Photography has no veracity
Many people complain that, with the rise of AI image software, photography no longer has any veracity. These new AI tools make it relatively easy for anyone to create photo-realistic images of anything.
A photo of Donald Trump shaking hands with Adolf Hitler? Done. A photo of Mitch McConnell in drag? Done. A photo of President Biden picking his nose? Done.
With Presidential elections coming up, we might not believe any photographs of the candidates. We will have no proof that they are real, no indication that they aren't fake. We might no longer believe any photographs we see in any visual medium.
Now, videos can also be faked. The fear of deep fake videos is well upon us. I have seen videos with Arnold Schwarzenegger's face and voice replacing Judy Garland in "The Wizard of Oz" that seem entirely credible. All in good fun, so far.
Any fan of science fiction movies knows that this type of visual trickery has been around for decades. It's also nothing new in terms of photography. Clever retouchers have been able to make all kinds of fake images. Digital tools have made this even easier than ever before. Now, with AI image makers, anything is possible from a simple text prompt.
Unless you look at the hands. So far, AI is doing a terrible job of faking hands. I've seen all sorts of garbled hands: Too many fingers; Hands out of proportion to the rest of the body; Weirdly twisted fingers. It's the easiest tell-tale sign.
But if you're clever in your prompt, you can avoid this problem easily. No doubt, the AI algorithms will eventually figure it all out.
I am here to tell you that photography never had any veracity.
Photographs seem to present reality. They seem to tell the truth. Light is collected through a lens and focused on a sensitive plate of some kind. This "exposure" is somehow turned into a flat picture that seems to represent reality. Sometimes it does. A lot of times it doesn't.
The nature of photography is that it captures something that happens in a split second from a very specific point of view. It shows us something that happened so fast that we probably didn't even notice it. In any case, this "capture" is not necessarily the truth of anything.
For one, a photograph lacks context. We don't know what happened just before or just after that exposure. We can't see everything surrounding the scene that appears to be captured. We don't know what happened just outside of the frame.
Add to that, the flattening of three dimensional space into a flat surface.

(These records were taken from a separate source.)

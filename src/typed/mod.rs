//! Builtin concrete schema types.
//!
//! - [`Xform`] - transformable node (depth 1)
//! - [`Mesh`] - polygonal geometry (depth 2)
//! - [`Points`] - point clouds (depth 2)
//! - [`Camera`] - cameras (depth 2)
//!
//! Mesh, Points and Camera specialize Xform, mirroring the store-side
//! type hierarchy. Plugin modules can add further types by registering
//! their own [`SchemaEntry`](crate::registry::SchemaEntry) at startup.

pub mod camera;
pub mod mesh;
pub mod points;
pub mod xform;

pub use camera::Camera;
pub use mesh::Mesh;
pub use points::Points;
pub use xform::Xform;

use crate::registry::SchemaRegistry;

/// Register every builtin schema type. Called from
/// `registry::register_default_schemas`.
pub(crate) fn register_all(reg: &mut SchemaRegistry) {
    reg.register(Xform::entry());
    reg.register(Mesh::entry());
    reg.register(Points::entry());
    reg.register(Camera::entry());
}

You may have taken a picture of someone that seems to have a tree growing out of their head. They didn't. Chance occurrences like this happen all the time with photographs. A well-trained photographer pays attention to everything in the frame. With today's tools, they can remove anything they don't want in the picture. Like your ex-lover., or that cousin you hate.
We have all been fooled into believing that photographs are iron-clad evidence that something happened exactly as shown.

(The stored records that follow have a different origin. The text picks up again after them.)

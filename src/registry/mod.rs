//! Process-wide schema type registry.
//!
//! Concrete schema types register a factory keyed by a compatibility
//! predicate and an inheritance depth. Resolution evaluates every
//! predicate against a prim handle and picks the deepest match, so the
//! most specific declared type wins.
//!
//! The registry is populated by an explicit initialization pass
//! ([`register_default_schemas`], plus whatever plugin modules register at
//! startup) before any context starts resolving types; single writer then
//! many readers, enforced by caller discipline.

use parking_lot::{const_rwlock, RwLock, RwLockReadGuard, RwLockWriteGuard};
use tracing::debug;

use crate::schema::SchemaBehavior;
use crate::store::Prim;

/// One registered schema type.
#[derive(Clone, Copy)]
pub struct SchemaEntry {
    /// Declared type name, e.g. `Mesh`.
    pub type_name: &'static str,
    /// Specialization distance from the root base type:
    /// 1 + the depth of the type this one specializes.
    pub inherit_depth: u32,
    /// Compatibility test against a prim handle.
    pub is_compatible: fn(&dyn Prim) -> bool,
    /// Constructs the behavior for a node of this type.
    pub factory: fn() -> Box<dyn SchemaBehavior>,
}

/// Table of registered schema types.
///
/// Entries are registered once at startup and never removed. Duplicate
/// registration of the same concrete type is the caller's error and is
/// not detected here.
pub struct SchemaRegistry {
    entries: Vec<SchemaEntry>,
    defaults_registered: bool,
}

impl SchemaRegistry {
    pub const fn new() -> Self {
        Self {
            entries: Vec::new(),
            defaults_registered: false,
        }
    }

    pub fn register(&mut self, entry: SchemaEntry) {
        debug!(
            "registering schema type '{}' (depth {})",
            entry.type_name, entry.inherit_depth
        );
        self.entries.push(entry);
    }

    /// Resolve a prim to the most specific compatible schema type.
    ///
    /// Among all entries whose predicate matches, the one with the
    /// greatest inheritance depth wins; at equal depth the
    /// last-registered entry wins. Returns `None` when nothing matches -
    /// the caller falls back to the base untyped node.
    pub fn resolve(&self, prim: &dyn Prim) -> Option<SchemaEntry> {
        let mut best: Option<SchemaEntry> = None;
        for entry in &self.entries {
            if !(entry.is_compatible)(prim) {
                continue;
            }
            match best {
                Some(b) if entry.inherit_depth < b.inherit_depth => {}
                _ => best = Some(*entry),
            }
        }
        best
    }

    /// Exact-name lookup, used by the export path where the caller names
    /// the type to create.
    pub fn find(&self, type_name: &str) -> Option<SchemaEntry> {
        self.entries
            .iter()
            .rev()
            .find(|e| e.type_name == type_name)
            .copied()
    }

    pub fn len(&self) -> usize {
        self.entries.len()
    }

    pub fn is_empty(&self) -> bool {
        self.entries.is_empty()
    }
}

impl Default for SchemaRegistry {
    fn default() -> Self {
        Self::new()
    }
}

static REGISTRY: RwLock<SchemaRegistry> = const_rwlock(SchemaRegistry::new());

/// Read access to the process-wide registry.
pub fn registry() -> RwLockReadGuard<'static, SchemaRegistry> {
    REGISTRY.read()
}

/// Write access to the process-wide registry, for registration at startup.
pub fn registry_mut() -> RwLockWriteGuard<'static, SchemaRegistry> {
    REGISTRY.write()
}

/// Register a schema type in the process-wide registry.
pub fn register_schema(entry: SchemaEntry) {
    REGISTRY.write().register(entry);
}

/// Explicit initialization pass registering the builtin schema types
/// (Xform, Mesh, Points, Camera). Idempotent; call once at startup before
/// any context resolves types.
pub fn register_default_schemas() {
    let mut reg = REGISTRY.write();
    if reg.defaults_registered {
        return;
    }
    reg.defaults_registered = true;
    crate::typed::register_all(&mut reg);
}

Another problem is how we interpret photographs. Clearly, no one has a tree growing out of their head. Hitler has been dead a long time, so he and Trump never shook hands. Things that seem impossible probably are. But some things in photographs are not so clear. Some times, it's all up to our interpretation.

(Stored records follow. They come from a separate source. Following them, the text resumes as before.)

//! Variant sets: named, mutually-exclusive authored configurations.
//!
//! Selection state is `Option<usize>`: `None` is the "unset/cleared"
//! sentinel. Lookups return `None` on miss rather than erroring, and
//! out-of-range selection input clears the selection - a deliberate
//! permissive policy so UI code can pass stale indices safely.

/// One variant set of a node, synchronized from the store.
#[derive(Clone, Debug)]
pub struct VariantSet {
    pub(crate) name: String,
    pub(crate) variants: Vec<String>,
    pub(crate) selection: Option<usize>,
}

impl VariantSet {
    pub fn name(&self) -> &str {
        &self.name
    }

    pub fn num_variants(&self) -> usize {
        self.variants.len()
    }

    pub fn variant_name(&self, ival: usize) -> Option<&str> {
        self.variants.get(ival).map(String::as_str)
    }

    /// Index of the current selection, `None` when unset.
    pub fn selection(&self) -> Option<usize> {
        self.selection
    }

    pub fn find_variant(&self, name: &str) -> Option<usize> {
        self.variants.iter().position(|v| v == name)
    }
}

/// Open authoring target of a variant edit scope.
#[derive(Clone, Debug)]
pub(crate) struct EditTarget {
    pub set: String,
    pub variant: String,
}
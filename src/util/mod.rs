//! Basic types: errors, time.

pub mod error;
pub mod time;

pub use error::{Error, Result};
pub use time::{is_valid_time, samples_crossed, Time, TimeRange, INVALID_TIME};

And when things seem vague, we have a terrible tendency to interpret the worst possible scenarios.
So photographs don't really tell the truth of what happened. Even though they seem to. That is, they don't always tell "the truth".
But what about these AI images? How are they polluting the gene pool of "honest" photography? I'm not sure we can do much about it now. The race is on to create even better fake image-making tools.
One bright spot is that the US Patent Office has rule that AI images cannot be copyrighted. They can be used in any way that anyone wants to use them. That could make it hard to turn these AI robots into profit making tools. In America, if you can't make a profit from it, it doesn't happen.